Actually, it's a very definable point. February 16, 1995 I became an obsessive-compulsive realist. It was supposed to be February 14th — but I was asked to delay those two days to not ruin Valentine's Day forever. On February 16th, 1995 I moved out on my own.
And from that day onward it was up to me, and me alone, to make all the numbers work out right. So much for the quest for freedom.
I learned slowly to color inside those blasted lines. Learned to take comfort inside those lines. Learned that behind the scraggly hair and all-black beat facade, that much to my own surprise, I work well within the system. Who would have known? I'm more conformist — more conservative — than my parents ever were. At least, that's what my checkbook is telling me. I broke the code: I learned that my donations are more banal than those of my parents. More predictable. I learned that I've got not a shred of Zen in my notations. No impressionism in my numbers. I learned that if anything, my checkbook is hyper-real. Maybe more Dali than anything else. Both meticulous and wild.
Maybe being an anthropologist is the best balance I could have asked for (though balance was nothing I ever aspired to). Academia forces you to stay between the lines, of schedules and committees, and dossiers, and requirements, and then rewards you with a regular paycheck. But it also gives you the wide latitude to study absolutely anything worth exploring. So, what does my checkbook say in code? It marks me as a careful obsessive, with only a periodic hankering for the wild side.
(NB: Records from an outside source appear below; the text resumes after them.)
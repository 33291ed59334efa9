//! Grid cell for one keyboard record

use ratatui::{
    buffer::Buffer,
    layout::{Alignment, Rect},
    style::{Color, Modifier, Style},
    text::{Line, Span},
    widgets::{block::Title, Block, Borders, Paragraph, Widget},
};

use crate::domain::{Keyboard, KeyboardKind, TileAction};

/// Rows needed to draw a tile, borders included
pub const TILE_HEIGHT: u16 = 6;

pub struct KeyboardTile<'a> {
    index: usize,
    keyboard: &'a Keyboard,
    action: TileAction,
    selected: bool,
}

impl<'a> KeyboardTile<'a> {
    pub fn new(index: usize, keyboard: &'a Keyboard, action: TileAction) -> Self {
        Self {
            index,
            keyboard,
            action,
            selected: false,
        }
    }

    pub fn selected(mut self, selected: bool) -> Self {
        self.selected = selected;
        self
    }
}

impl Widget for KeyboardTile<'_> {
    fn render(self, area: Rect, buf: &mut Buffer) {
        if area.width < 4 || area.height < 3 {
            return;
        }

        let badge = match self.action {
            TileAction::OwnerBadge => Span::styled(
                " ● yours ",
                Style::default().fg(Color::LightBlue).add_modifier(Modifier::BOLD),
            ),
            TileAction::Tip => Span::styled(" [t] tip ", Style::default().fg(Color::Green)),
        };

        let border_style = if self.selected {
            Style::default().fg(Color::Cyan).add_modifier(Modifier::BOLD)
        } else {
            Style::default().fg(Color::DarkGray)
        };

        let block = Block::default()
            .borders(Borders::ALL)
            .border_style(border_style)
            .title(format!(" #{} {} ", self.index, self.keyboard.kind.label()))
            .title(Title::from(badge).alignment(Alignment::Right));

        let art_style = filter_style(&self.keyboard.filter);
        let lines = vec![
            Line::from(Span::styled(key_row(self.keyboard.kind), art_style)),
            Line::from(Span::styled(space_row(self.keyboard.kind), art_style)),
            Line::from(vec![
                Span::styled("keycaps ", Style::default().fg(Color::DarkGray)),
                Span::raw(self.keyboard.keycaps()),
                Span::styled("  filter ", Style::default().fg(Color::DarkGray)),
                Span::raw(self.keyboard.filter_label().to_string()),
            ]),
        ];

        Paragraph::new(lines).block(block).render(area, buf);
    }
}

fn key_row(kind: KeyboardKind) -> String {
    let keys = match kind {
        KeyboardKind::SixtyPercent => 12,
        KeyboardKind::SeventyFivePercent => 14,
        KeyboardKind::EightyPercent => 16,
        KeyboardKind::Iso105 => 20,
        KeyboardKind::Unknown(_) => 10,
    };
    "▪".repeat(keys)
}

fn space_row(kind: KeyboardKind) -> String {
    let pad = match kind {
        KeyboardKind::Iso105 => 4,
        _ => 2,
    };
    format!("{}{}", " ".repeat(pad), "▬".repeat(8))
}

/// Approximate the CSS filter tags with terminal colors
fn filter_style(filter: &str) -> Style {
    match filter.trim() {
        "sepia" => Style::default().fg(Color::Yellow),
        "grayscale" => Style::default().fg(Color::Gray),
        "invert" => Style::default().add_modifier(Modifier::REVERSED),
        "hue-rotate-90" => Style::default().fg(Color::Magenta),
        "hue-rotate-180" => Style::default().fg(Color::Blue),
        _ => Style::default().fg(Color::White),
    }
}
And right now if you sift between the banal lines of obligations paid in full, there are hints. Like a crystal ball, the checkbook reveals not just the past but the future as well. It says I'm heading for New Orleans in the fall, to our panel about Trance. Where horns and drums will find us, and I might be forced to dance. And I'll be wearing black of course. Bring a carnation for Madame. We'll color madly outside the lines.
And run back home again.
And the numbers? Well, all those numbers will be forced back inside the lines just as soon as we fly home.